Transforming Teamwork
Cultivating Collaborative Cultures
- Diane P. Zimmerman - Education Consultant
- James L. Roussin - Executive Director, Generative Human Systems
- Robert J. Garmston - Co-Developer, Cognitive Coaching and Adaptive Schools
Foreword by Ellie Drago-Severson
Collaboration & Team Building | Group Facilitation | Staff Development & Professional Learning
Discover how psychological safety, constructive conflict, and actionable learning create a powerful triple helix to transform teams!
In this ground-breaking resource, three experts in the field of education and teamwork each present one of three strands that, when woven together, support teamwork and forge collaborative interactions into a transformative way of working. You’ll learn approaches, processes and tools to overcome common obstacles to team effectiveness such as feelings of futility, anxiety, and poor morale.
Drawing on research and practical experience the authors identify strategies and tools that show how to:
- Build psychological safety, where teams work towards resilient interpersonal relationships
- Use constructive conflict as a powerful catalyst for team learning and transformation
- Inquire into problems of practice to transform capabilities and produce actionable learning
Acquire ways to develop mindful, thoughtful, and constructive teams where authentic communication drives group awareness and clear processes and goals.
Transforming Teamwork is a unique book. It gets inside teams and organizational cultures, taking us into the arena of effective action. Full of fabulous insights on the dynamics of transforming teams and cultures, along with 9 Scales or Indexes for diagnosing safety, trust, conflict, collaborative inquiry and more, this is a book for those who are in the midst of improving their organizations. Zimmerman, Roussin, and Garmston will make you re-think your own organization, and then supply you with multiple ways of radically improving the motivation, and hence the effectiveness, of those you work with.
Transforming Teamwork is a tour de force. Written by three world-class educators at the top of their game, it is comprehensive and filled with wisdom derived from research and deep collective experience. It is brilliantly organized to be accessible and practical. Engage in the inquiry and practices it provides for team and individual learning and growth. Transforming Teamwork is indispensable for thoughtful, caring, and committed educators.
Transforming Teamwork is an intelligent and artfully crafted resource that provides deep insights into team learning. If you study this book as a team, not only will your team transform, your lives will be forever changed. It gets to the core of what it means to be human in relationship with others. Informed by current research from neuroscience, social science, and behavioral and cognitive psychology, Zimmerman, Roussin and Garmston challenge old assumptions, reveal new paradigms, and ultimately bring us to new collaborative actions that have the power to transform organizational cultures and even entire communities. Bravo!

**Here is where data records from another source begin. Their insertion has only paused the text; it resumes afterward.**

//! A lazy event view over the tokenizer output.
//!
//! The adapter drives the tokenizer one step at a time, coalesces adjacent
//! character tokens into one text event, and never constructs a tree.

use wallaby_dom::Attribute;

use crate::tokenizer::{Token, Tokenizer, TokenizerError, TokenizerOptions};

/// A simplified, tree-free view of the token stream.
#[derive(Debug, Clone, PartialEq, Eq)]
pub enum Event {
    /// A start tag with its attributes.
    Start {
        /// The (lowercased) tag name.
        name: String,
        /// Attributes in source order.
        attrs: Vec<Attribute>,
        /// Whether the tag carried a trailing solidus.
        self_closing: bool,
    },
    /// An end tag.
    End {
        /// The (lowercased) tag name.
        name: String,
    },
    /// A run of character data; adjacent character tokens are coalesced.
    Text(String),
    /// A comment with its body.
    Comment(String),
    /// A doctype declaration.
    Doctype {
        /// The doctype name, if present.
        name: Option<String>,
        /// The public identifier, if present.
        public_id: Option<String>,
        /// The system identifier, if present.
        system_id: Option<String>,
    },
}

/// Create a lazy event iterator over `input`.
#[must_use]
pub fn events(input: &str, opts: &TokenizerOptions) -> Events {
    Events {
        tokenizer: Tokenizer::with_options(input, opts),
        text_buffer: String::new(),
        queued: None,
    }
}

/// Iterator produced by [`events`]. Tokenization happens on demand as the
/// caller pulls events.
pub struct Events {
    tokenizer: Tokenizer,
    text_buffer: String,
    // A non-text event held back while the preceding text flushes.
    queued: Option<Event>,
}

impl Events {
    /// The tokenizer errors recorded so far. Complete once the iterator
    /// has returned `None`.
    #[must_use]
    pub fn errors(&self) -> &[TokenizerError] {
        self.tokenizer.errors()
    }

    /// Consume the adapter and return the collected tokenizer errors.
    #[must_use]
    pub fn into_errors(self) -> Vec<TokenizerError> {
        self.tokenizer.into_errors()
    }

    fn flush_text(&mut self) -> Option<Event> {
        if self.text_buffer.is_empty() {
            None
        } else {
            Some(Event::Text(std::mem::take(&mut self.text_buffer)))
        }
    }
}

impl Iterator for Events {
    type Item = Event;

    fn next(&mut self) -> Option<Self::Item> {
        if let Some(event) = self.queued.take() {
            return Some(event);
        }

        loop {
            let Some(token) = self.tokenizer.next_token() else {
                return self.flush_text();
            };
            let event = match token {
                Token::Character { data } => {
                    self.text_buffer.push(data);
                    continue;
                }
                Token::EndOfFile => return self.flush_text(),
                Token::StartTag {
                    name,
                    attributes,
                    self_closing,
                } => Event::Start {
                    name,
                    attrs: attributes,
                    self_closing,
                },
                Token::EndTag { name, .. } => Event::End { name },
                Token::Comment { data } => Event::Comment(data),
                Token::Doctype {
                    name,
                    public_identifier,
                    system_identifier,
                    ..
                } => Event::Doctype {
                    name,
                    public_id: public_identifier,
                    system_id: system_identifier,
                },
            };

            // Accumulated text goes out first; the event waits its turn.
            if let Some(text) = self.flush_text() {
                self.queued = Some(event);
                return Some(text);
            }
            return Some(event);
        }
    }
}
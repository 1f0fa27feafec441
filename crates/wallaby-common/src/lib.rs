//! Common utilities for the wallaby HTML parsing library.
//!
//! This crate provides shared infrastructure used by the other wallaby
//! crates:
//! - **Warning System** - deduplicated colored terminal output for
//!   recoverable parse errors and unsupported constructs

pub mod warning;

Practical, purposeful, and powerful—descriptors of Transforming Teamwork that resonate after I read it. Any team or team facilitator wanting to move teaming from mundane to transformative will want this book. The triple helix elevates core components that contribute to team success and serves as an underlying infrastructure that the authors dissect and examine. The core components challenge traditional explanations of teaming and present pathways to strengthen teamwork. The resources, reflections, and deeper learning tools offer ways to move the core components into practical action immediately.
This book is relevant, timely, and useful. Using the triple helix of psychological safety, constructive conflict, and actionable team learning, the authors provide us with the ‘how, what and why’ of transforming the collaborative work of teams. Even teams that are working well will find this book rich with insights on how to get better! Conflict is perceived as a resource rather than something to be avoided, and the authors provide insights into how to become better at developing the psychological safety necessary for public, actionable learning. Individuals as well as teams will find the tools and protocols to be thought-provoking and engaging.
Such a powerful resource. With its multiple entry points, Transforming Teamwork: Cultivating Collaborative Cultures is like having a facilitator, researcher, and consultant in the room. The authors begin each section with a compelling WHY and introduce star-powered research to support readers as they identify the WHAT and HOW according to their needs. The intentional tools, passages, and proficiency scales provide a guide for reflective practice and collaborative growth that will undoubtedly deepen dialogue and increase capacity of our collaborative learning communities and grade-level teams.